On peut le dire : si la demie-vie d’une cochonnerie d’intervention monétaire est maintenant d’environ 5 minutes, quel crédit peut-on apporter aux plans de relances et autres trucs machins de soutien multimilliardaires décidés par ces keynésiens enragés qui n’ont, très manifestement, rien compris au véhicule qu’ils s’ingénient à saboter en tournant le volant dans tous les sens à la fois ?

Dans la même journée (8 juin), la négociation sur les bons du trésor bat son plein. On achète, on vend. Pour deux belles images grecques, je t’échange une belle image allemande. Non ? Pour trois, alors ? Bon d’accord. Et j’ai des doubles pour les images française, ça te dis ? Non ? Personne ?

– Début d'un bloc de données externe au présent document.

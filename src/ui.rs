use ratatui::{
    Frame,
    layout::{Alignment, Constraint, Direction, Layout, Rect},
    style::{Color, Modifier, Style},
    symbols,
    text::{Line, Span},
    widgets::{Axis, Block, Borders, Cell, Chart, Dataset, GraphType, Paragraph, Row, Table, Tabs, Wrap},
};
use crate::app::{App, Tab};
use crate::classify::{CorrelationBucket, RiskLevel, classify_correlation, is_strong};
use crate::config::Theme;
use crate::risk::{Severity, allocation_segments};
use crate::trends::summarize;

const LIGHT_PALETTE: [&str; 11] = [
    "#0077b6", "#0096c7", "#00b4d8", "#48cae4", "#90e0ef", "#ade8f4", "#caf0f8", "#d9f2f4", "#f0f9fa",
    "#fee440", "#f94144",
];

const DARK_PALETTE: [&str; 11] = [
    "#8be9fd", "#bd93f9", "#ff79c6", "#ffb86c", "#f1fa8c", "#50fa7b", "#8be9fd", "#bd93f9", "#ff79c6",
    "#ffb86c", "#ff5555",
];

const MARKET_NOTES: &[&str] = &[
    "Overall crypto market correlation has increased during market downturns",
    "Layer-1 blockchain tokens show stronger intra-group correlation",
    "Bitcoin's correlation with other assets tends to decrease during extreme market events",
    "DeFi tokens exhibit variable correlation patterns depending on market conditions",
];

/// Parses `#RRGGBB`; anything else renders gray.
pub fn hex_color(hex: &str) -> Color {
    hex.parse::<Color>().unwrap_or(Color::Gray)
}

pub fn bucket_color(bucket: CorrelationBucket, theme: Theme) -> Color {
    let palette = match theme {
        Theme::Light => &LIGHT_PALETTE,
        Theme::Dark => &DARK_PALETTE,
    };
    hex_color(palette[bucket.index()])
}

/// Cell style for a correlation value: bucket background, contrasting text.
pub fn correlation_style(value: f64, theme: Theme) -> Style {
    let fg = if is_strong(value) {
        Color::White
    } else {
        match theme {
            Theme::Dark => hex_color("#f8f8f2"),
            Theme::Light => hex_color("#333333"),
        }
    };
    Style::default().bg(bucket_color(classify_correlation(value), theme)).fg(fg)
}

fn text_style(theme: Theme) -> Style {
    match theme {
        Theme::Dark => Style::default().fg(hex_color("#e5e7eb")),
        Theme::Light => Style::default().fg(hex_color("#1f2937")),
    }
}

fn muted_style(theme: Theme) -> Style {
    match theme {
        Theme::Dark => Style::default().fg(hex_color("#d1d5db")),
        Theme::Light => Style::default().fg(hex_color("#4b5563")),
    }
}

fn accent(theme: Theme) -> Color {
    match theme {
        Theme::Dark => hex_color("#9333ea"),
        Theme::Light => hex_color("#3b82f6"),
    }
}

fn risk_color(level: RiskLevel) -> Color {
    match level {
        RiskLevel::High => Color::Red,
        RiskLevel::Moderate => Color::Yellow,
        RiskLevel::Low => Color::Green,
    }
}

pub fn render(f: &mut Frame, app: &App) {
    let layout = Layout::default()
        .direction(Direction::Vertical)
        .constraints([
            Constraint::Length(3),
            Constraint::Min(0),
            Constraint::Length(3),
        ])
        .split(f.area());

    render_header(f, app, layout[0]);

    match app.tab {
        Tab::Home => render_matrix(f, app, layout[1]),
        Tab::Trends => render_trends(f, app, layout[1]),
        Tab::Portfolio => render_portfolio(f, app, layout[1]),
        Tab::Settings => render_settings(f, app, layout[1]),
    }

    render_footer(f, app, layout[2]);
}

fn render_header(f: &mut Frame, app: &App, area: Rect) {
    let titles = Tab::ALL.iter().map(|t| Line::from(format!(" {} ", t.title())));
    let tabs = Tabs::new(titles)
        .select(app.tab.index())
        .style(muted_style(app.theme))
        .highlight_style(Style::default().fg(accent(app.theme)).add_modifier(Modifier::BOLD))
        .block(
            Block::default()
                .borders(Borders::ALL)
                .title(Span::styled(
                    " CryptoCorrelate ",
                    Style::default().fg(Color::Cyan).add_modifier(Modifier::BOLD),
                ))
                .title_bottom(Line::from(format!(" source: {} ", app.dashboard.source)).right_aligned()),
        );
    f.render_widget(tabs, area);
}

fn render_footer(f: &mut Frame, app: &App, area: Rect) {
    let hint = match app.tab {
        Tab::Home | Tab::Trends => "1-4/Tab: switch tab | t: theme | q/Esc: quit",
        Tab::Portfolio => "↑↓: select | ←→: ±1% | PgUp/PgDn: ±10% | t: theme | q: quit",
        Tab::Settings => "d: data source | p: time period | t: theme | q: quit",
    };

    let footer = Paragraph::new(Line::from(vec![
        Span::styled(" Controls: ", Style::default().fg(Color::Gray)),
        Span::styled(hint, text_style(app.theme)),
    ]))
    .block(Block::default().borders(Borders::ALL));

    f.render_widget(footer, area);
}

fn render_matrix(f: &mut Frame, app: &App, area: Rect) {
    let assets = &app.dashboard.assets;
    let matrix = &app.dashboard.matrix;
    let chunks = Layout::default()
        .direction(Direction::Vertical)
        .constraints([Constraint::Length(assets.len() as u16 + 4), Constraint::Min(0)])
        .split(area);

    let header = Row::new(
        std::iter::once(Cell::from("Crypto"))
            .chain(assets.iter().map(|a| Cell::from(a.symbol.as_str())))
            .collect::<Vec<_>>(),
    )
    .style(text_style(app.theme).add_modifier(Modifier::BOLD));

    let rows = assets.iter().zip(matrix.rows()).map(|(asset, row)| {
        let cells = std::iter::once(Cell::from(asset.symbol.as_str()).style(text_style(app.theme)))
            .chain(
                row.iter()
                    .map(|&value| Cell::from(format!("{:^7.2}", value)).style(correlation_style(value, app.theme))),
            )
            .collect::<Vec<_>>();
        Row::new(cells)
    });

    let widths = std::iter::once(Constraint::Length(7))
        .chain(assets.iter().map(|_| Constraint::Length(7)))
        .collect::<Vec<_>>();

    let table = Table::new(rows, widths).header(header).column_spacing(1).block(
        Block::default()
            .borders(Borders::ALL)
            .title(" Crypto Price Correlation Matrix "),
    );
    f.render_widget(table, chunks[0]);

    let help = vec![
        Line::from(Span::styled(
            "How to Read This Matrix",
            text_style(app.theme).add_modifier(Modifier::BOLD),
        )),
        Line::from(" • Values range from -1 to 1"),
        Line::from(" • 1: Perfect positive correlation (move together)"),
        Line::from(" • 0: No correlation (move independently)"),
        Line::from(" • -1: Perfect negative correlation (move in opposite directions)"),
        Line::from(""),
        Line::from(format!(
            "Average pairwise correlation: {:.2}",
            matrix.average_off_diagonal()
        )),
    ];
    let help = Paragraph::new(help)
        .style(muted_style(app.theme))
        .block(Block::default().borders(Borders::ALL));
    f.render_widget(help, chunks[1]);
}

fn render_trends(f: &mut Frame, app: &App, area: Rect) {
    let trends = &app.dashboard.trends;
    let mut constraints: Vec<Constraint> = trends.iter().map(|_| Constraint::Min(8)).collect();
    constraints.push(Constraint::Length(MARKET_NOTES.len() as u16 + 2));
    let chunks = Layout::default()
        .direction(Direction::Vertical)
        .constraints(constraints)
        .split(area);

    for (trend, chunk) in trends.iter().zip(chunks.iter()) {
        let parts = Layout::default()
            .direction(Direction::Horizontal)
            .constraints([Constraint::Percentage(65), Constraint::Percentage(35)])
            .split(*chunk);

        let points: Vec<(f64, f64)> = trend
            .points
            .iter()
            .enumerate()
            .map(|(i, p)| (i as f64, p.correlation))
            .collect();
        let (min, max) = if points.is_empty() {
            (-1.0, 1.0)
        } else {
            (
                points.iter().map(|p| p.1).fold(f64::INFINITY, f64::min),
                points.iter().map(|p| p.1).fold(f64::NEG_INFINITY, f64::max),
            )
        };
        let x_max = (points.len().max(2) - 1) as f64;

        let first_label = trend.points.first().map(|p| p.period.clone()).unwrap_or_default();
        let last_label = trend.points.last().map(|p| p.period.clone()).unwrap_or_default();

        let datasets = vec![Dataset::default()
            .name("correlation")
            .marker(symbols::Marker::Braille)
            .graph_type(GraphType::Line)
            .style(Style::default().fg(hex_color(&trend.color)))
            .data(&points)];

        let chart = Chart::new(datasets)
            .block(
                Block::default()
                    .title(Span::styled(
                        format!(" {} Correlation Over Time ", trend.name),
                        Style::default().fg(Color::Cyan).add_modifier(Modifier::BOLD),
                    ))
                    .borders(Borders::ALL),
            )
            .x_axis(
                Axis::default()
                    .style(Style::default().fg(Color::Gray))
                    .bounds([0.0, x_max])
                    .labels(vec![Span::raw(first_label), Span::raw(last_label)]),
            )
            .y_axis(
                Axis::default()
                    .style(Style::default().fg(Color::Gray))
                    .bounds([min - 0.05, max + 0.05])
                    .labels(vec![
                        Span::raw(format!("{:.2}", min)),
                        Span::raw(format!("{:.2}", max)),
                    ]),
            );
        f.render_widget(chart, parts[0]);

        let mut info = Vec::new();
        if let Some(summary) = summarize(trend) {
            info.push(Line::from(format!("Mean:   {:.2}", summary.mean)));
            info.push(Line::from(format!("Range:  {:.2} .. {:.2}", summary.min, summary.max)));
            info.push(Line::from(format!(
                "Change: {:+.2} ({})",
                summary.change,
                summary.direction.as_str()
            )));
        }
        if let Some(text) = &trend.commentary {
            info.push(Line::from(""));
            info.push(Line::from(text.as_str()));
        }
        let info = Paragraph::new(info)
            .style(muted_style(app.theme))
            .wrap(Wrap { trim: true })
            .block(Block::default().borders(Borders::ALL).title(" Details "));
        f.render_widget(info, parts[1]);
    }

    let notes: Vec<Line> = MARKET_NOTES.iter().map(|n| Line::from(format!(" • {}", n))).collect();
    let notes = Paragraph::new(notes)
        .style(muted_style(app.theme))
        .wrap(Wrap { trim: true })
        .block(Block::default().borders(Borders::ALL).title(" Key Correlation Trends "));
    f.render_widget(notes, chunks[trends.len()]);
}

fn render_portfolio(f: &mut Frame, app: &App, area: Rect) {
    let assets = &app.dashboard.assets;
    let chunks = Layout::default()
        .direction(Direction::Vertical)
        .constraints([
            Constraint::Length(5),
            Constraint::Length(assets.len() as u16 + 4),
            Constraint::Min(0),
        ])
        .split(area);

    // Risk score
    let score_line = match app.risk_score() {
        Ok(score) => {
            let level = crate::classify::classify_risk(score);
            Line::from(vec![
                Span::styled(format!("{:.2}", score), text_style(app.theme).add_modifier(Modifier::BOLD)),
                Span::raw("  "),
                Span::styled(
                    format!(" {} Risk ", level),
                    Style::default().fg(Color::Black).bg(risk_color(level)),
                ),
            ])
        }
        Err(e) => Line::from(Span::styled(e.to_string(), Style::default().fg(Color::Red))),
    };
    let score = Paragraph::new(vec![
        score_line,
        Line::from(Span::styled(
            "Measures risk from asset correlations and allocations. Lower values indicate better diversification.",
            muted_style(app.theme),
        )),
    ])
    .wrap(Wrap { trim: true })
    .block(Block::default().borders(Borders::ALL).title(" Portfolio Risk Score "));
    f.render_widget(score, chunks[0]);

    // Allocation bar + sliders
    let inner_width = chunks[1].width.saturating_sub(2) as f64;
    let bar: Vec<Span> = allocation_segments(assets, &app.allocations)
        .into_iter()
        .map(|seg| {
            let cols = (seg.width / 100.0 * inner_width).round() as usize;
            Span::styled("█".repeat(cols), Style::default().fg(hex_color(&seg.color)))
        })
        .collect();

    let mut lines = vec![Line::from(bar), Line::from("")];
    let slider_width = 20usize;
    for (i, asset) in assets.iter().enumerate() {
        let value = app.allocations.get(&asset.id);
        let filled = ((value / 100.0) * slider_width as f64).round() as usize;
        let selected = i == app.selected;
        let marker = if selected { "▶ " } else { "  " };
        let name_style = if selected {
            Style::default().fg(accent(app.theme)).add_modifier(Modifier::BOLD)
        } else {
            text_style(app.theme)
        };
        lines.push(Line::from(vec![
            Span::styled(format!("{}{:<10}", marker, asset.name), name_style),
            Span::styled("━".repeat(filled), Style::default().fg(hex_color(&asset.color))),
            Span::styled("─".repeat(slider_width - filled.min(slider_width)), Style::default().fg(Color::DarkGray)),
            Span::styled(format!(" {:>3.0}%", value), text_style(app.theme)),
        ]));
    }
    let allocation = Paragraph::new(lines).block(Block::default().borders(Borders::ALL).title(" Current Allocation "));
    f.render_widget(allocation, chunks[1]);

    // Recommendations
    let recs: Vec<Line> = app
        .recommendations()
        .into_iter()
        .map(|rec| {
            let color = match rec.severity {
                Severity::Warning => Color::Red,
                Severity::Caution => Color::Yellow,
                Severity::Positive => Color::Green,
                Severity::Info => Color::Blue,
            };
            Line::from(vec![
                Span::styled(format!(" {} ", rec.severity.marker()), Style::default().fg(Color::White).bg(color)),
                Span::raw(" "),
                Span::styled(rec.message, text_style(app.theme)),
            ])
        })
        .collect();
    let recs = Paragraph::new(recs)
        .wrap(Wrap { trim: true })
        .block(Block::default().borders(Borders::ALL).title(" Diversification Recommendations "));
    f.render_widget(recs, chunks[2]);
}

fn render_settings(f: &mut Frame, app: &App, area: Rect) {
    let row = |label: &str, value: String, key: &str| {
        Line::from(vec![
            Span::styled(format!("{:<14}", label), text_style(app.theme)),
            Span::styled(value, Style::default().fg(accent(app.theme)).add_modifier(Modifier::BOLD)),
            Span::styled(format!("  [{}]", key), muted_style(app.theme)),
        ])
    };

    let lines = vec![
        row("Dark Mode", if app.theme == Theme::Dark { "On" } else { "Off" }.to_string(), "t"),
        row("Data Source", app.data_source.label().to_string(), "d"),
        row("Time Period", app.time_period.label().to_string(), "p"),
        Line::from(""),
        Line::from(Span::styled(
            format!("Loaded from: {} ({} assets)", app.dashboard.source, app.dashboard.assets.len()),
            muted_style(app.theme),
        )),
    ];
    let settings = Paragraph::new(lines)
        .alignment(Alignment::Left)
        .block(Block::default().borders(Borders::ALL).title(" Settings "));
    f.render_widget(settings, area);
}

Dans un coin, deux pays pleurent dans le rouge. Le premier, le Portugal, se prend une déculottée assez douloureuse. En gros, les écarts constatés entre ses bons et ceux des autres pays de la zone euro sont tous négatifs. Tous les autres pays obtiennent de meilleurs taux que lui. Snif. L’autre pays, c’est la France. Gloups.

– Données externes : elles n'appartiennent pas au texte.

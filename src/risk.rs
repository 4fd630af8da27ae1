use crate::correlation::{CorrelationMatrix, round2};
use crate::data::AssetSeries;
use crate::error::{EngineError, Result};
use serde::{Deserialize, Serialize};
use std::collections::BTreeMap;
use tracing::debug;

// ──────────────────────────────────────────────────────────────────────────────
// Configuration
// ──────────────────────────────────────────────────────────────────────────────

/// Largest value a single allocation can take, in percent.
pub const MAX_ALLOCATION: f64 = 100.0;

/// Risk score above which the most correlated pair is flagged.
pub const RECOMMENDATION_RISK_THRESHOLD: f64 = 0.6;

/// Allocation (percent) below which the best diversifier is flagged as underweight.
pub const MIN_DIVERSIFIER_ALLOCATION: f64 = 10.0;

// ──────────────────────────────────────────────────────────────────────────────
// Allocations
// ──────────────────────────────────────────────────────────────────────────────

/// Percentage weight per asset id. Missing ids read as zero; values are kept
/// within `[0, MAX_ALLOCATION]`. Weights need not sum to 100.
#[derive(Clone, Debug, Default, PartialEq, Serialize)]
#[serde(transparent)]
pub struct Allocations(BTreeMap<String, f64>);

impl Allocations {
    pub fn new() -> Self {
        Self::default()
    }

    pub fn from_pairs<'a>(pairs: impl IntoIterator<Item = (&'a str, f64)>) -> Self {
        let mut alloc = Self::new();
        for (id, value) in pairs {
            alloc.set(id, value);
        }
        alloc
    }

    pub fn get(&self, id: &str) -> f64 {
        self.0.get(id).copied().unwrap_or(0.0)
    }

    /// Sets a weight, clamped into `[0, MAX_ALLOCATION]`. Returns the stored value.
    pub fn set(&mut self, id: &str, value: f64) -> f64 {
        let value = if value.is_nan() { 0.0 } else { value.clamp(0.0, MAX_ALLOCATION) };
        self.0.insert(id.to_string(), value);
        value
    }

    /// Shifts a weight by `delta`, clamped. Returns the stored value.
    pub fn adjust(&mut self, id: &str, delta: f64) -> f64 {
        let current = self.get(id);
        self.set(id, current + delta)
    }

    /// Sum of weights over the given ids only.
    pub fn total_for<'a>(&self, ids: impl IntoIterator<Item = &'a String>) -> f64 {
        ids.into_iter().map(|id| self.get(id)).sum()
    }

    pub fn iter(&self) -> impl Iterator<Item = (&str, f64)> {
        self.0.iter().map(|(id, v)| (id.as_str(), *v))
    }

    pub fn is_empty(&self) -> bool {
        self.0.is_empty()
    }
}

L’image est, là encore, assez parlante :

Et puis tant qu’on y est, on doit aussi mentionner qu’en parallèle de ces rougeoyants indices sur les spreads français, on observe un renchérissement très net des CDS (credit default swap) français qui se négocient grosso-modo deux fois plus cher que ceux de l’Allemagne. Cette situation française délicate s’est dégradée très rapidement en quelques semaines (les dernières) avec une hausse de plus de 35 points de base en un mois. Mieux : si l’on compare avec les CDS d’outre-manche, la dette française est maintenant jugée plus risquée que la dette britannique.

Ces éléments sont la traduction parfaitement limpide de la confiance que les marchés ont dans les mesures – ou leur absence, en l’occurrence – que prennent nos élites pour juguler le problème des déficits et des dettes du pays.

D’ailleurs, que font nos élus ?

Avec nos sous, certains font des missions. Palpitantes et essentielles. Coûteuses, aussi, un peu.

D’autres s’occupent du sort des stars. Johnny, ils te soutiennent ! Quand on sait que les chômeurs s’entassent chez Paul Employ, on est heureux d’apprendre que 25 députés se sont fendus d’une lettre pour couiner au sujet du dossier médical du chanteur, dont, soyons bien clair, PERSONNE N’A RÉELLEMENT QUELQUE CHOSE A FOUTRE ACTUELLEMENT.

Encore une fois, le monde politique français est totalement, absurdement et complètement à la ramasse de l’actualité : s’enfonçant dans un autisme criminel, ils continuent de faire croire aux Français qu’ils contrôlent quelque chose alors qu’ils sont les premiers artisans acharnés des double-tonneaux vrillés qu’on va se cogner dans les prochains mois.

Un jour, des comptes devront être rendus. Les comptes seront longs et saignants. La liste des coupables s’étendra sur trois décennies. Mais on ne voit pas par quelle entourloupe ceux qui sont en poste actuellement échapperont à la condamnation.